What is required: Start at the line in the entries below that contains "referenced by id", stop at the line that contains "use crate::engine::Engine;", and output exactly the lines in that span, both ends included.

Data records
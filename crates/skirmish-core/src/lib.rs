//! # Skirmish Core
//!
//! Tick-driven combat resolution for a persistent multiplayer world.
//!
//! Players and NPCs fight through combat sessions. Each active session is
//! driven by a repeating [`CombatHookTask`](combat::CombatHookTask) on a
//! [`heartbeat::Scheduler`]; resolved attacks travel as delayed
//! [`HitApplicationTask`](combat::HitApplicationTask)s that land on their
//! target a few ticks later.
//!
//! ## Architecture
//!
//! - **Entities**: players and NPCs in a [`World`] registry, referenced by id
//! - **Sessions**: per-entity fight state plus the hook that evaluates it
//! - **Strategies**: melee, ranged and magic as a closed enum
//! - **Engine**: scheduler, world and a cross-thread command queue
//!
//! ## Determinism
//!
//! Entities iterate in id order, tasks fire in registration order and every
//! roll comes from the world's seeded `ChaCha8Rng`. The same seed and the
//! same commands give the same combat journal.
//!
//! ## Quick Start
//!
//! ```
//! use skirmish_core::{Engine, NpcProfile, Position};
//!
//! let mut engine = Engine::default();
//! let hero = engine.spawn_player("Hero", Position::new(3200, 3200, 0));
//! let cow = engine.spawn_npc(NpcProfile::new("Cow", Position::new(3201, 3200, 0)));
//!
//! engine.start_session(hero, cow).unwrap();
//! for _ in 0..10 {
//!     engine.tick();
//! }
//!
//! assert!(!engine.take_events().is_empty());
//! ```

#![warn(missing_docs)]
#![warn(clippy::all)]
#![warn(clippy::pedantic)]
#![allow(clippy::module_name_repetitions)]

pub mod combat;
pub mod command;
pub mod config;
pub mod engine;
pub mod entity;
pub mod error;
pub mod event;
pub mod notify;
pub mod world;
pub mod zone;

// Re-exports for convenience
pub use combat::{CombatSession, CombatStyle, Hit, HitOutcome, Strategy};
pub use command::{Command, CommandSender};
pub use config::{CombatConfig, EngineConfig};
pub use engine::{Engine, TickFrame};
pub use entity::{Entity, EntityId, EntityKind, NpcProfile, PlayerProfile, Position, Profile};
pub use error::{CombatError, ConfigError, EngineStopped};
pub use event::{CombatEvent, ResetReason};
pub use notify::{Notice, Notifier};
pub use world::World;
pub use zone::{Zone, ZoneKind, ZoneMap};

#[cfg(test)]
mod tests;
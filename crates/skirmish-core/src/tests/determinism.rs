//! Determinism verification tests.
//!
//! The same seed and the same commands must give the same journal, tick for
//! tick. Replays and server-side audits depend on it.

use crate::combat::{Magic, Ranged, Strategy};
use crate::engine::Engine;
use crate::entity::{EntityId, Hitpoints, NpcProfile, PlayerProfile, Position, Profile, Protection, Supplies};
use crate::event::CombatEvent;
use crate::zone::{Zone, ZoneKind};

use super::helpers::{melee, run_ticks, seeded_engine, spawn_npc_with};

/// A small brawl: three players in a multi-combat wilderness pit and two NPCs.
fn brawl(seed: u64) -> (Engine, Vec<EntityId>) {
    let mut engine = seeded_engine(seed);
    {
        let zones = engine.world_mut().zones_mut();
        zones.insert(Zone::new(ZoneKind::Wilderness, -20, -20, 20, 20));
        zones.insert(Zone::new(ZoneKind::MultiCombat, -20, -20, 20, 20));
    }

    let supplies = Supplies {
        ammunition: 50,
        runes: 50,
    };
    let mut ids = Vec::new();
    for (x, loadout) in [
        (0, melee(12, 4, 2)),
        (3, Strategy::Ranged(Ranged::default())),
        (6, Strategy::Magic(Magic::default())),
    ] {
        ids.push(engine.world_mut().spawn_with(
            Profile::Player(PlayerProfile::default()),
            Position::new(x, 0, 0),
            |e| {
                e.with_hitpoints(Hitpoints::full(200))
                    .with_loadout(loadout)
                    .with_supplies(supplies)
                    .with_protection(Protection::MISSILES)
            },
        ));
    }
    ids.push(spawn_npc_with(
        &mut engine,
        NpcProfile::new("Troll", Position::new(1, 1, 0)),
        melee(15, 5, 4),
    ));
    ids.push(spawn_npc_with(
        &mut engine,
        NpcProfile::new("Imp", Position::new(4, 1, 0)),
        melee(6, 3, 1),
    ));
    (engine, ids)
}

fn run_brawl(seed: u64, ticks: usize) -> Vec<CombatEvent> {
    let (mut engine, ids) = brawl(seed);
    engine.start_session(ids[0], ids[3]).unwrap();
    engine.start_session(ids[1], ids[0]).unwrap();
    engine.start_session(ids[2], ids[4]).unwrap();
    engine.start_session(ids[4], ids[1]).unwrap();
    run_ticks(&mut engine, ticks);
    engine.take_events()
}

#[test]
fn same_seed_same_journal() {
    let first = run_brawl(42, 120);
    let second = run_brawl(42, 120);

    assert!(!first.is_empty());
    assert_eq!(first, second);
}

#[test]
fn journal_is_tick_ordered() {
    let events = run_brawl(7, 80);
    assert!(events.windows(2).all(|w| w[0].tick() <= w[1].tick()));
}

#[test]
fn different_seeds_diverge() {
    let baseline = run_brawl(0, 120);
    let diverged = (1..8).any(|seed| run_brawl(seed, 120) != baseline);
    assert!(diverged);
}

#[test]
fn commands_replay_identically() {
    let play = |seed| {
        let (mut engine, ids) = brawl(seed);
        let sender = engine.command_sender();
        engine.start_session(ids[0], ids[3]).unwrap();
        for tick in 0..60u64 {
            if tick == 10 {
                sender
                    .send(crate::Command::SetRunning {
                        entity: ids[0],
                        running: true,
                    })
                    .unwrap();
            }
            if tick == 25 {
                sender
                    .send(crate::Command::StartSession {
                        attacker: ids[0],
                        target: ids[4],
                    })
                    .unwrap();
            }
            engine.tick();
        }
        engine.take_events()
    };

    assert_eq!(play(99), play(99));
}
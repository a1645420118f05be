//! Error types for podlink

use thiserror::Error;

/// Main error type for podlink
///
/// Every variant carries a plain string payload so the terminal outcome of a
/// tunnel lifecycle can be cloned out to each waiting dial caller.
#[derive(Error, Debug, Clone)]
pub enum PodlinkError {
    #[error("unsupported pod address format: {0}")]
    UnsupportedAddress(String),

    #[error("port allocation failed: {0}")]
    PortAllocation(String),

    #[error("failed to establish tunnel: {0}")]
    TunnelEstablishment(String),

    #[error("tunnel terminated: {0}")]
    TunnelTerminated(String),

    #[error("dial canceled: {0}")]
    DialCanceled(String),

    #[error("connection error: {0}")]
    Connection(String),

    #[error("forwarder error: {0}")]
    Forwarder(String),
}

pub type Result<T> = std::result::Result<T, PodlinkError>;
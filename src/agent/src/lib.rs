//! The in-process agent: the shared object the injector `dlopen`s into a
//! target process. `scopeject_agent_init` is its sole exported entry point.

mod bashmem;
mod hook;
mod symbol;

use log::{error, info};
use scopeject_common::dbg::LineTable;
use std::sync::OnceLock;

static DIAGNOSTICS: OnceLock<LineTable> = OnceLock::new();

fn diagnostics() -> &'static LineTable {
    DIAGNOSTICS.get_or_init(LineTable::new)
}

fn running_inside_bash() -> bool {
    std::fs::read_link("/proc/self/exe")
        .map(|p| p.to_string_lossy().ends_with("/bash"))
        .unwrap_or(false)
}

/// Called once, immediately after this object is `dlopen`'d into the
/// target. Always returns `0`: bash remediation failures are logged and
/// otherwise non-fatal to the agent, per the error-handling policy.
#[unsafe(no_mangle)]
pub extern "C" fn scopeject_agent_init() -> i32 {
    let _ = env_logger::try_init();
    info!("scopeject agent initialised in pid {}", std::process::id());

    if running_inside_bash() {
        match bashmem::run() {
            Ok(()) => info!("bash allocator remediation installed"),
            Err(e) => {
                error!("bash allocator remediation failed: {e}");
                diagnostics().record("agent: bash_mem_fix failed", None, e.to_string());
            }
        }
    }

    0
}

#[cfg(test)]
mod tests {
    use super::*;

    #[test]
    fn diagnostics_table_is_usable_before_any_init_call() {
        diagnostics().record("test: smoke", None, "ok".into());
        assert_eq!(diagnostics().claimed_lines(), 1);
    }
}
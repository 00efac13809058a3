pub mod dbg;
pub mod decoder;
pub mod error;
pub mod ext;
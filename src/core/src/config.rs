use crate::cli::Cli;
use anyhow::{anyhow, Result};
use std::sync::OnceLock;

static INSTANCE: OnceLock<Config> = OnceLock::new();

#[derive(Debug)]
pub struct Config {
    pub pid: i32,
    pub agent_path: String,
}

impl Config {
    pub fn init(cli: &Cli) -> Result<()> {
        let config = Self::from_cli(cli);

        INSTANCE
            .set(config)
            .map_err(|_| anyhow!("config already initialized"))?;

        Ok(())
    }

    pub fn instance() -> &'static Self {
        INSTANCE.get().expect("config not initialized")
    }

    fn from_cli(cli: &Cli) -> Self {
        Self {
            pid: cli.pid,
            agent_path: cli.agent_path.clone(),
        }
    }
}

Output of the exercise:
//! - **Entities**: players and NPCs in a [`World`] registry, referenced by id
//! - **Sessions**: per-entity fight state plus the hook that evaluates it
//! - **Strategies**: melee, ranged and magic as a closed enum
//! - **Engine**: scheduler, world and a cross-thread command queue
//!
//! ## Determinism
//!
//! Entities iterate in id order, tasks fire in registration order and every
//! roll comes from the world's seeded `ChaCha8Rng`. The same seed and the
//! same commands give the same combat journal.
//!
//! ## Quick Start
//!
//! ```
//! use skirmish_core::{Engine, NpcProfile, Position};
//!
//! let mut engine = Engine::default();
//! let hero = engine.spawn_player("Hero", Position::new(3200, 3200, 0));
//! let cow = engine.spawn_npc(NpcProfile::new("Cow", Position::new(3201, 3200, 0)));
//!
//! engine.start_session(hero, cow).unwrap();
//! for _ in 0..10 {
//!     engine.tick();
//! }
//!
//! assert!(!engine.take_events().is_empty());
//! ```

#![warn(missing_docs)]
#![warn(clippy::all)]
#![warn(clippy::pedantic)]
#![allow(clippy::module_name_repetitions)]

pub mod combat;
pub mod command;
pub mod config;
pub mod engine;
pub mod entity;
pub mod error;
pub mod event;
pub mod notify;
pub mod world;
pub mod zone;

// Re-exports for convenience
pub use combat::{CombatSession, CombatStyle, Hit, HitOutcome, Strategy};
pub use command::{Command, CommandSender};
pub use config::{CombatConfig, EngineConfig};
pub use engine::{Engine, TickFrame};
pub use entity::{Entity, EntityId, EntityKind, NpcProfile, PlayerProfile, Position, Profile};
pub use error::{CombatError, ConfigError, EngineStopped};
pub use event::{CombatEvent, ResetReason};
pub use notify::{Notice, Notifier};
pub use world::World;
pub use zone::{Zone, ZoneKind, ZoneMap};

#[cfg(test)]
mod tests;
filename crates/skirmish-core/src/tests/determinism.rs
//! Determinism verification tests.
//!
//! The same seed and the same commands must give the same journal, tick for
//! tick. Replays and server-side audits depend on it.

use crate::combat::{Magic, Ranged, Strategy};
use crate::engine::Engine;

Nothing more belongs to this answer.